BEGIN Input records
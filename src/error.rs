//! Error types for semdex.
//!
//! semdex uses a hierarchical error system:
//! - `SemdexError` is the top-level error returned by all public APIs
//! - Specific error types (`StorageError`, `NotFoundError`) provide detail
//!
//! # Error Handling Pattern
//! ```rust,ignore
//! use semdex::{Config, IndexManager, Result};
//!
//! fn example(config: Config) -> Result<()> {
//!     let manager = IndexManager::open(config)?;
//!     // ... operations that may fail ...
//!     manager.close()?;
//!     Ok(())
//! }
//! ```

use thiserror::Error;

/// Result type alias for semdex operations.
pub type Result<T> = std::result::Result<T, SemdexError>;

/// Top-level error enum for all semdex operations.
///
/// This is the only error type returned by public APIs.
/// Use pattern matching to handle specific error cases.
#[derive(Debug, Error)]
pub enum SemdexError {
    /// Storage layer error (I/O, corruption, transactions).
    #[error("Storage error: {0}")]
    Storage(#[from] StorageError),

    /// Configuration error.
    #[error("Configuration error: {reason}")]
    Config {
        /// Description of what's wrong with the configuration.
        reason: String,
    },

    /// Requested entity not found.
    #[error("{0}")]
    NotFound(#[from] NotFoundError),

    /// Entity already exists (e.g. creating an index twice).
    #[error("Index already exists: {name}")]
    AlreadyExists {
        /// Name of the conflicting index.
        name: String,
    },

    /// A vector's length does not match the index dimension.
    #[error("Vector dimension mismatch: expected {expected}, got {got}")]
    DimensionMismatch {
        /// Dimension the index was constructed with.
        expected: usize,
        /// Dimension of the offending vector.
        got: usize,
    },

    /// Batch arguments with inconsistent lengths.
    #[error("Argument mismatch: {reason}")]
    ArgumentMismatch {
        /// Description of the inconsistency.
        reason: String,
    },

    /// Embedding generation error (network, non-2xx, empty result).
    #[error("Embedding error: {0}")]
    Embedding(String),

    /// Vector index error (HNSW operations, graph snapshot I/O).
    #[error("Vector index error: {0}")]
    Vector(String),

    /// Text chunking error (token decode failure).
    #[error("Chunking error: {0}")]
    Chunking(String),

    /// General I/O error.
    #[error("I/O error: {0}")]
    Io(#[from] std::io::Error),
}

impl SemdexError {
    /// Creates a configuration error with the given reason.
    pub fn config(reason: impl Into<String>) -> Self {
        Self::Config {
            reason: reason.into(),
        }
    }

    /// Creates an embedding error with the given message.
    pub fn embedding(msg: impl Into<String>) -> Self {
        Self::Embedding(msg.into())
    }

    /// Creates a vector index error with the given message.
    pub fn vector(msg: impl Into<String>) -> Self {
        Self::Vector(msg.into())
    }

    /// Creates a chunking error with the given message.
    pub fn chunking(msg: impl Into<String>) -> Self {
        Self::Chunking(msg.into())
    }

    /// Creates an argument mismatch error with the given reason.
    pub fn argument(reason: impl Into<String>) -> Self {
        Self::ArgumentMismatch {
            reason: reason.into(),
        }
    }

    /// Creates a dimension mismatch error.
    pub fn dimension(expected: usize, got: usize) -> Self {
        Self::DimensionMismatch { expected, got }
    }

    /// Returns true if this is a "not found" error.
    pub fn is_not_found(&self) -> bool {
        matches!(self, Self::NotFound(_))
    }

    /// Returns true if this is an "already exists" error.
    pub fn is_already_exists(&self) -> bool {
        matches!(self, Self::AlreadyExists { .. })
    }

    /// Returns true if this is a dimension mismatch error.
    pub fn is_dimension_mismatch(&self) -> bool {
        matches!(self, Self::DimensionMismatch { .. })
    }

    /// Returns true if this is a storage error.
    pub fn is_storage(&self) -> bool {
        matches!(self, Self::Storage(_))
    }

    /// Returns true if this is an embedding error.
    pub fn is_embedding(&self) -> bool {
        matches!(self, Self::Embedding(_))
    }
}

/// Storage-related errors.
///
/// These errors indicate problems with the underlying storage layer.
#[derive(Debug, Error)]
pub enum StorageError {
    /// Database file or data is corrupted.
    #[error("Database corrupted: {0}")]
    Corrupted(String),

    /// Transaction failed (commit, rollback, etc.).
    #[error("Transaction failed: {0}")]
    Transaction(String),

    /// Serialization/deserialization error.
    #[error("Serialization error: {0}")]
    Serialization(String),

    /// Error from the redb storage engine.
    #[error("Storage engine error: {0}")]
    Redb(String),
}

impl StorageError {
    /// Creates a corruption error with the given message.
    pub fn corrupted(msg: impl Into<String>) -> Self {
        Self::Corrupted(msg.into())
    }

    /// Creates a transaction error with the given message.
    pub fn transaction(msg: impl Into<String>) -> Self {
        Self::Transaction(msg.into())
    }

    /// Creates a serialization error with the given message.
    pub fn serialization(msg: impl Into<String>) -> Self {
        Self::Serialization(msg.into())
    }

    /// Creates a redb error with the given message.
    pub fn redb(msg: impl Into<String>) -> Self {
        Self::Redb(msg.into())
    }
}

// Conversions from redb error types
impl From<redb::Error> for StorageError {
    fn from(err: redb::Error) -> Self {
        StorageError::Redb(err.to_string())
    }
}

impl From<redb::DatabaseError> for StorageError {
    fn from(err: redb::DatabaseError) -> Self {
        StorageError::Redb(err.to_string())
    }
}

impl From<redb::TransactionError> for StorageError {
    fn from(err: redb::TransactionError) -> Self {
        StorageError::Transaction(err.to_string())
    }
}

impl From<redb::CommitError> for StorageError {
    fn from(err: redb::CommitError) -> Self {
        StorageError::Transaction(format!("Commit failed: {}", err))
    }
}

impl From<redb::TableError> for StorageError {
    fn from(err: redb::TableError) -> Self {
        StorageError::Redb(format!("Table error: {}", err))
    }
}

impl From<redb::StorageError> for StorageError {
    fn from(err: redb::StorageError) -> Self {
        StorageError::Redb(format!("Storage error: {}", err))
    }
}

// Convert serde_json errors to StorageError (record encoding)
impl From<serde_json::Error> for StorageError {
    fn from(err: serde_json::Error) -> Self {
        StorageError::Serialization(err.to_string())
    }
}

// Also allow direct conversion to SemdexError for convenience
impl From<redb::Error> for SemdexError {
    fn from(err: redb::Error) -> Self {
        SemdexError::Storage(StorageError::from(err))
    }
}

impl From<redb::DatabaseError> for SemdexError {
    fn from(err: redb::DatabaseError) -> Self {
        SemdexError::Storage(StorageError::from(err))
    }
}

impl From<redb::TransactionError> for SemdexError {
    fn from(err: redb::TransactionError) -> Self {
        SemdexError::Storage(StorageError::from(err))
    }
}

impl From<redb::CommitError> for SemdexError {
    fn from(err: redb::CommitError) -> Self {
        SemdexError::Storage(StorageError::from(err))
    }
}

impl From<redb::TableError> for SemdexError {
    fn from(err: redb::TableError) -> Self {
        SemdexError::Storage(StorageError::from(err))
    }
}

impl From<redb::StorageError> for SemdexError {
    fn from(err: redb::StorageError) -> Self {
        SemdexError::Storage(StorageError::from(err))
    }
}

impl From<serde_json::Error> for SemdexError {
    fn from(err: serde_json::Error) -> Self {
        SemdexError::Storage(StorageError::from(err))
    }
}

/// Not found errors for specific entity types.
#[derive(Debug, Error)]
pub enum NotFoundError {
    /// Index with the given name not found.
    #[error("Index not found: {0}")]
    Index(String),

    /// Document with the given URI not found.
    #[error("Document not found: {0}")]
    Document(String),

    /// Chunk with the given id not found.
    #[error("Chunk not found: {0}")]
    Chunk(String),
}

impl NotFoundError {
    /// Creates an index not found error.
    pub fn index(name: impl ToString) -> Self {
        Self::Index(name.to_string())
    }

    /// Creates a document not found error.
    pub fn document(uri: impl ToString) -> Self {
        Self::Document(uri.to_string())
    }

    /// Creates a chunk not found error.
    pub fn chunk(id: impl ToString) -> Self {
        Self::Chunk(id.to_string())
    }
}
END Input records
(Task requirements):
Each line of the data that holds "DatabaseError" should be reported.

(Response for this exercise):
impl From<redb::DatabaseError> for StorageError {
    fn from(err: redb::DatabaseError) -> Self {
impl From<redb::DatabaseError> for SemdexError {
    fn from(err: redb::DatabaseError) -> Self {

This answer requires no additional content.